Wayee
Wayee

Reputation: 459

"hides overloaded virtual functions" warning when deriving from multiple templated base classes

Suppose the code below:

Base.h

template <class T>
class Base
{
public:
    virtual void func(T value) {}
};

Derived.h

class Derived : public Base<Type1>
              , public Base<Type2>
{
public:
    void func(Type1 object) override {}
};

Basically I have a templated class with a member function that takes the argument of the template type. The derived class derive from the base with two different class type, and override the function of one of them.
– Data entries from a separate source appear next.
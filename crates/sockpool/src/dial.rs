//! Outbound connections.
//!
//! No retries or backoff happen here; a failed dial is returned to the
//! caller, who owns the retry policy.

use crate::address::Address;
use crate::error::{Result, os_err};
use crate::socket::ActiveConnection;
use socket2::{Socket, Type};
use sockpool_fd::FileDescriptor;
use std::time::Duration;
use tracing::debug;

fn dial(address: &Address, timeout: Option<Duration>) -> Result<Socket> {
    let socket = Socket::new(address.domain(), Type::STREAM, None).map_err(os_err("socket"))?;
    let sockaddr = address.to_sockaddr()?;
    match timeout {
        Some(timeout) => socket.connect_timeout(&sockaddr, timeout),
        None => socket.connect(&sockaddr),
    }
    .map_err(os_err("connect"))?;
    Ok(socket)
}

/// Connect to `address`, blocking until the connection is established.
pub fn connect(address: &Address) -> Result<ActiveConnection> {
    let socket = dial(address, None)?;
    let connection = ActiveConnection::new(FileDescriptor::new(socket), address.clone());
    debug!(id = %connection.id(), peer = %address, "connected");
    Ok(connection)
}

/// Like [`connect`], giving up after `timeout`.
pub fn connect_timeout(address: &Address, timeout: Duration) -> Result<ActiveConnection> {
    let socket = dial(address, Some(timeout))?;
    Ok(ActiveConnection::new(FileDescriptor::new(socket), address.clone()))
}

/// Resolve `host` and connect to the first address it yields.
pub fn connect_host(host: &str, port: u16) -> Result<ActiveConnection> {
    connect(&Address::from_host(host, port)?)
}

/// Re-establish `connection` in place.
///
/// The existing connection is shut down in both directions, a new one is
/// dialed to the same peer, and the new socket is moved onto the old
/// descriptor number. The connection's identity does not change, so a
/// caller that keys state on it can keep that state.
pub fn reconnect(connection: &mut ActiveConnection) -> Result<()> {
    connection.shutdown()?;
    let fresh = dial(connection.peer(), None)?;
    connection.adopt(&fresh)?;
    debug!(id = %connection.id(), peer = %connection.peer(), "reconnected");
    Ok(())
}
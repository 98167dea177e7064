//! CLI contract tests for the `sockpool` binary.
//!
//! Exercises argument handling, configuration errors, and a real
//! serve/send round trip over a temporary unix socket.

use assert_cmd::Command;
use predicates::prelude::*;
use std::path::Path;
use std::process::{Child, Stdio};
use std::time::{Duration, Instant};
use tempfile::TempDir;

// =============================================================================
// Helpers
// =============================================================================

fn sockpool() -> Command {
    Command::cargo_bin("sockpool").expect("sockpool binary should be built")
}

/// Kills the server when the test ends, pass or fail.
struct ServerGuard(Child);

impl Drop for ServerGuard {
    fn drop(&mut self) {
        let _ = self.0.kill();
        let _ = self.0.wait();
    }
}

fn spawn_server(socket: &Path) -> ServerGuard {
    let binary = assert_cmd::cargo::cargo_bin("sockpool");
    let child = std::process::Command::new(binary)
        .args(["--log-level", "warn", "serve", "--listen"])
        .arg(format!("unix:{}", socket.display()))
        .stdout(Stdio::null())
        .stderr(Stdio::null())
        .spawn()
        .expect("spawn server");
    ServerGuard(child)
}

fn wait_for_path(path: &Path) {
    let deadline = Instant::now() + Duration::from_secs(10);
    while !path.exists() {
        assert!(Instant::now() < deadline, "server never created {}", path.display());
        std::thread::sleep(Duration::from_millis(20));
    }
}

// =============================================================================
// Arguments
// =============================================================================

#[test]
fn help_lists_subcommands() {
    sockpool()
        .arg("--help")
        .assert()
        .success()
        .stdout(predicate::str::contains("serve").and(predicate::str::contains("send")));
}

#[test]
fn missing_subcommand_fails() {
    sockpool().assert().failure();
}

#[test]
fn invalid_address_is_usage_error() {
    sockpool()
        .args(["send", "--connect", "unix:", "hello"])
        .assert()
        .failure()
        .stderr(predicate::str::contains("empty unix socket path"));
}

#[test]
fn unknown_log_format_is_rejected() {
    sockpool()
        .args(["--log-format", "xml", "send", "--connect", "127.0.0.1:1", "x"])
        .assert()
        .failure()
        .stderr(predicate::str::contains("unknown log format"));
}

// =============================================================================
// Configuration
// =============================================================================

#[test]
fn missing_config_file_is_reported() {
    let dir = TempDir::new().expect("create temp dir");
    let path = dir.path().join("missing.toml");
    sockpool()
        .arg("--config")
        .arg(&path)
        .args(["send", "--connect", "127.0.0.1:1", "x"])
        .assert()
        .failure()
        .stderr(predicate::str::contains("failed to load config"));
}

#[test]
fn zero_capacity_is_rejected_before_binding() {
    let dir = TempDir::new().expect("create temp dir");
    let socket = dir.path().join("never.sock");
    sockpool()
        .args(["serve", "--capacity", "0", "--listen"])
        .arg(format!("unix:{}", socket.display()))
        .assert()
        .failure()
        .stderr(predicate::str::contains("invalid configuration"));
    assert!(!socket.exists());
}

// =============================================================================
// Round trip
// =============================================================================

#[test]
fn send_to_absent_server_fails() {
    let dir = TempDir::new().expect("create temp dir");
    let socket = dir.path().join("absent.sock");
    sockpool()
        .args(["send", "--connect"])
        .arg(format!("unix:{}", socket.display()))
        .arg("hello")
        .assert()
        .failure()
        .stderr(predicate::str::contains("failed to connect"));
}

#[test]
fn serve_echoes_what_send_sends() {
    let dir = TempDir::new().expect("create temp dir");
    let socket = dir.path().join("echo.sock");
    let _server = spawn_server(&socket);
    wait_for_path(&socket);

    for message in ["hello", "second message"] {
        sockpool()
            .args(["send", "--connect"])
            .arg(format!("unix:{}", socket.display()))
            .arg(message)
            .timeout(Duration::from_secs(10))
            .assert()
            .success()
            .stdout(predicate::str::diff(format!("{message}\n")));
    }
}
//! Sender-driven client loop.

use crate::address::Address;
use crate::dial;
use crate::error::Result;
use crate::server::StopToken;
use crate::socket::ActiveConnection;
use tracing::debug;

/// One outbound connection plus the closure that drives it.
///
/// The sender is called with the connection until it returns `false`.
/// It owns all protocol and error handling; it may also call
/// [`dial::reconnect`] on the connection it is given.
pub struct Client<F> {
    connection: ActiveConnection,
    sender: F,
}

impl<F> Client<F>
where
    F: FnMut(&mut ActiveConnection) -> bool,
{
    pub fn connect(address: &Address, sender: F) -> Result<Self> {
        Ok(Self::from_connection(dial::connect(address)?, sender))
    }

    pub fn from_connection(connection: ActiveConnection, sender: F) -> Self {
        Self { connection, sender }
    }

    pub fn connection(&self) -> &ActiveConnection {
        &self.connection
    }

    pub fn into_connection(self) -> ActiveConnection {
        self.connection
    }

    /// Call the sender until it returns `false`. Returns how many calls
    /// were made.
    pub fn run(&mut self) -> u64 {
        self.run_until(&StopToken::new())
    }

    /// Like [`Client::run`], also checking `stop` before every call.
    pub fn run_until(&mut self, stop: &StopToken) -> u64 {
        let mut rounds = 0;
        while !stop.is_stopped() {
            rounds += 1;
            if !(self.sender)(&mut self.connection) {
                break;
            }
        }
        debug!(id = %self.connection.id(), rounds, "client finished");
        rounds
    }
}

impl<F> std::fmt::Debug for Client<F> {
    fn fmt(&self, f: &mut std::fmt::Formatter<'_>) -> std::fmt::Result {
        f.debug_struct("Client")
            .field("connection", &self.connection)
            .finish_non_exhaustive()
    }
}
With the Clang compiler, it would generate a hides overloaded virtual functions warning, which is actually intended here, i.e. I do not need Base2::func(float) in the derived class.

I am aware that by appending -Wno-overloaded-virtual to the compiler flags would mute this warning but I'm not sure that's the safe thing to do, as in other cases this warning may be valid.

In my project I have thousands of this case (i.e. many derived classes with different class types). Are there any good suggestion over it so the warning wouldn't be present for this situation but keep it for others?

Upvotes: 2

Views: 7771

Answers (2)

Peter
Peter

Reputation: 36617

I actually wouldn't use multiple inheritance in this case, since it is still possible to call Base2::func() with the help of a type conversion (e.g. convert Derived * implicitly or explicitly to a Base2 *), despite it being hidden and not in scope of Derived.

Instead, I would do

class Derived : public Base1
{
   private:
        Base2 base2;

   public:
      void func(int) override {};
};

which will mean that func(float) is not within the scope of Derived at all. Only member functions of Derived (or friends) would be able to call base2.func(some_float).

This does prevent implicit conversion of a Derived * to a Base2 * (or Derived & to a Base2 &). I'd argue that if you need such implicit conversions, then your design is broken, since that would also permit (indirectly) calling Base2::func() for an instance of Derived. Which, presumably if you want it hidden, you wish to avoid ...... Generally speaking, if you find yourself in a contradictory discussion in design (you want X, but achieving X has an unwanted effect Y) that's a sign of a design flaw.

Upvotes: 0

Jarod42
Jarod42

Reputation: 217970

The safe way is to unhide the method is with using:

class Derived : public Base1, public Base2
{
public:
    using Base2::func;
    void func(int) override {}
};

With that following works as expected:

Derived d;
d.func(4.2f); // call correctly Base2::func(float) and not Derived::func(int).

To silent the warning for intentional hiding, there are still the compiler specific way:

class Derived : public Base1, public Base2
{
public:

#pragma clang diagnostic push
# pragma clang diagnostic ignored "-Woverloaded-virtual"
    void func(int) override {}
#pragma clang diagnostic pop
};

And then:

Derived d;
d.func(4.2f); // call Derived::func(int).